Après la récolte, une évaluation a été organisée à l'échelon de la communauté. Chacun a fait part de sa propre évaluation des résultats, sur la base des critères convenus ensemble: rendement, goût, résistance à la sécheresse et aux ravageurs, qualités de conservation et de commercialisation. Les écarts entre résultats ont été discutés, et le groupe a convenu que la nouvelle variété ne devait être utilisée que dans des conditions particulières.

L'expérience a révélé “une aptitude remarquable des agriculteurs à mettre à l'épreuve les techniques nouvelles, à analyser les résultats et à formuler des recommandations d'utilisation”. (ILEIA, 1988)

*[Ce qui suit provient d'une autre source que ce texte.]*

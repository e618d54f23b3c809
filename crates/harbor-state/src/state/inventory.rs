//! Stock adjustments and purchase orders.

use chrono::{Datelike, NaiveDate};
use harbor_core::purchase::{receive_purchase_order, validate_order_lines};
use harbor_core::{
    stock, CoreError, Money, PurchaseOrder, PurchaseOrderLine, PurchaseOrderStatus, ReceivedLine,
    StockAdjustment, StockAdjustmentType, StockLevel,
};
use serde::{Deserialize, Serialize};
use tracing::info;
use uuid::Uuid;

use super::{AppState, StateResult};
use crate::error::ApiError;

/// Purchase order as the edit form submits it.
///
/// Numbering, status, dates and line ids are assigned on save.
#[derive(Debug, Clone, PartialEq, Serialize, Deserialize)]
#[serde(rename_all = "camelCase")]
pub struct PurchaseOrderDraft {
    /// Existing order to edit; absent for a new one.
    #[serde(default)]
    pub id: Option<String>,
    pub supplier_id: String,
    pub outlet_id: String,
    #[serde(default)]
    pub expected_delivery: Option<NaiveDate>,
    pub items: Vec<PurchaseOrderLineDraft>,
    #[serde(default)]
    pub notes: Option<String>,
}

#[derive(Debug, Clone, PartialEq, Serialize, Deserialize)]
#[serde(rename_all = "camelCase")]
pub struct PurchaseOrderLineDraft {
    pub product_id: String,
    pub quantity_ordered: i64,
    pub cost: Money,
}

impl AppState {
    // =========================================================================
    // Stock Adjustments
    // =========================================================================

    /// Applies a signed manual change to one product at one outlet.
    ///
    /// The session user is recorded as the author.
    pub fn adjust_stock(
        &mut self,
        product_id: &str,
        outlet_id: &str,
        change: i64,
        adjustment_type: StockAdjustmentType,
        reason: &str,
    ) -> StateResult<StockLevel> {
        self.require_outlet(outlet_id)?;
        let index = self
            .products
            .iter()
            .position(|p| p.id == product_id)
            .ok_or_else(|| ApiError::from(CoreError::not_found("Product", product_id)))?;

        let adjustment = StockAdjustment {
            product_id: product_id.to_string(),
            outlet_id: outlet_id.to_string(),
            change,
            adjustment_type,
            reason: reason.trim().to_string(),
            user: self.config.session.user_name.clone(),
            date: self.now(),
        };
        let level = stock::apply_adjustment(&mut self.products[index], &adjustment)?;

        info!(
            product_id = %adjustment.product_id,
            outlet_id = %adjustment.outlet_id,
            change = adjustment.change,
            kind = %adjustment.adjustment_type,
            user = %adjustment.user,
            quantity = level.quantity,
            "Stock adjusted"
        );
        self.warn_if_low_stock([product_id], outlet_id);
        Ok(level)
    }

    // =========================================================================
    // Purchase Orders
    // =========================================================================

    /// Creates a Draft order, or replaces the contents of an existing Draft.
    pub fn save_purchase_order(&mut self, draft: PurchaseOrderDraft) -> StateResult<PurchaseOrder> {
        if !self.suppliers.iter().any(|s| s.id == draft.supplier_id) {
            return Err(CoreError::not_found("Supplier", &draft.supplier_id).into());
        }
        self.require_outlet(&draft.outlet_id)?;
        for line in &draft.items {
            self.require_product(&line.product_id)?;
        }

        let items: Vec<PurchaseOrderLine> = draft
            .items
            .into_iter()
            .map(|line| PurchaseOrderLine {
                id: Uuid::new_v4().to_string(),
                product_id: line.product_id,
                quantity_ordered: line.quantity_ordered,
                quantity_received: 0,
                cost: line.cost,
            })
            .collect();
        validate_order_lines(&items)?;

        let notes = draft.notes.filter(|n| !n.trim().is_empty());
        let existing = draft
            .id
            .as_deref()
            .and_then(|id| self.purchase_orders.iter().position(|po| po.id == id));

        let order = match existing {
            Some(index) => {
                let order = &mut self.purchase_orders[index];
                order.ensure_draft()?;
                order.supplier_id = draft.supplier_id;
                order.outlet_id = draft.outlet_id;
                order.expected_delivery = draft.expected_delivery;
                order.items = items;
                order.notes = notes;
                order.clone()
            }
            None => {
                let today = self.now().date_naive();
                let order = PurchaseOrder {
                    id: draft
                        .id
                        .filter(|id| !id.trim().is_empty())
                        .unwrap_or_else(|| Uuid::new_v4().to_string()),
                    po_number: self.next_po_number(today.year()),
                    supplier_id: draft.supplier_id,
                    outlet_id: draft.outlet_id,
                    date_created: today,
                    expected_delivery: draft.expected_delivery,
                    status: PurchaseOrderStatus::Draft,
                    items,
                    notes,
                };
                self.purchase_orders.insert(0, order.clone());
                order
            }
        };

        info!(
            po_number = %order.po_number,
            supplier_id = %order.supplier_id,
            lines = order.items.len(),
            total_cost = %order.total_cost(),
            "Purchase order saved"
        );
        Ok(order)
    }

    /// `PO-<year>-<n>`, one past the highest number used that year.
    fn next_po_number(&self, year: i32) -> String {
        let prefix = format!("PO-{}-", year);
        let last = self
            .purchase_orders
            .iter()
            .filter_map(|po| po.po_number.strip_prefix(&prefix))
            .filter_map(|n| n.parse::<u32>().ok())
            .max()
            .unwrap_or(0);
        format!("{}{:03}", prefix, last + 1)
    }

    fn purchase_order_mut(&mut self, id: &str) -> StateResult<&mut PurchaseOrder> {
        self.purchase_orders
            .iter_mut()
            .find(|po| po.id == id)
            .ok_or_else(|| CoreError::not_found("Purchase order", id).into())
    }

    pub fn send_purchase_order(&mut self, id: &str) -> StateResult<PurchaseOrder> {
        let order = self.purchase_order_mut(id)?;
        order.send()?;
        info!(po_number = %order.po_number, "Purchase order sent");
        Ok(order.clone())
    }

    pub fn cancel_purchase_order(&mut self, id: &str) -> StateResult<PurchaseOrder> {
        let order = self.purchase_order_mut(id)?;
        order.cancel()?;
        info!(po_number = %order.po_number, "Purchase order cancelled");
        Ok(order.clone())
    }

    /// Books received goods into stock at the order's outlet.
    pub fn receive_purchase_order(
        &mut self,
        id: &str,
        received: &[ReceivedLine],
    ) -> StateResult<PurchaseOrder> {
        let index = self
            .purchase_orders
            .iter()
            .position(|po| po.id == id)
            .ok_or_else(|| ApiError::from(CoreError::not_found("Purchase order", id)))?;

        let order = &mut self.purchase_orders[index];
        let outcome = receive_purchase_order(order, &mut self.products, received)?;
        let order = order.clone();

        info!(
            po_number = %order.po_number,
            status = %outcome.status,
            received = outcome.applied.iter().map(|l| l.quantity).sum::<i64>(),
            outstanding = order.total_ordered() - order.total_received(),
            "Purchase order received"
        );
        Ok(order)
    }

    /// Only Draft orders can be deleted.
    pub fn delete_purchase_order(&mut self, id: &str) -> StateResult<()> {
        let index = self
            .purchase_orders
            .iter()
            .position(|po| po.id == id)
            .ok_or_else(|| ApiError::from(CoreError::not_found("Purchase order", id)))?;
        self.purchase_orders[index].ensure_draft()?;

        let order = self.purchase_orders.remove(index);
        info!(po_number = %order.po_number, "Purchase order deleted");
        Ok(())
    }
}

En Afrique de l'Est, une petite ONG a fait appel à des membres de la communauté ayant reçu une formation comme vulgarisateurs bénévoles pour évaluer annuellement les nouvelles interventions agroforestières dans les villages voisins. A la suite de ces missions d'évaluation, les villageois-vulgarisateurs se sont réunis régulièrement en séminaire pour mettre en commun leurs observations. Au cours d'une de ces discussions, ils ont par exemple analysé les différences observées après traitement en taillis. D'autres études ont été suggérées et des essais en parcelle de démonstration ont été prévus à l'initiative et sous la responsabilité des agriculteurs. Cette solution permettait d'évaluer différentes techniques sans risques pour les plantations privées.

OUTIL 14
ELABORATION ET UTILISATION DE CARTES

OBJECTIFS ET FINALITE DE L'OUTIL

Cet outil permet:

QUALITES ET AVANTAGES PRINCIPAUX

  1. Cet outil peut s'utiliser périodiquement pour observer les changements.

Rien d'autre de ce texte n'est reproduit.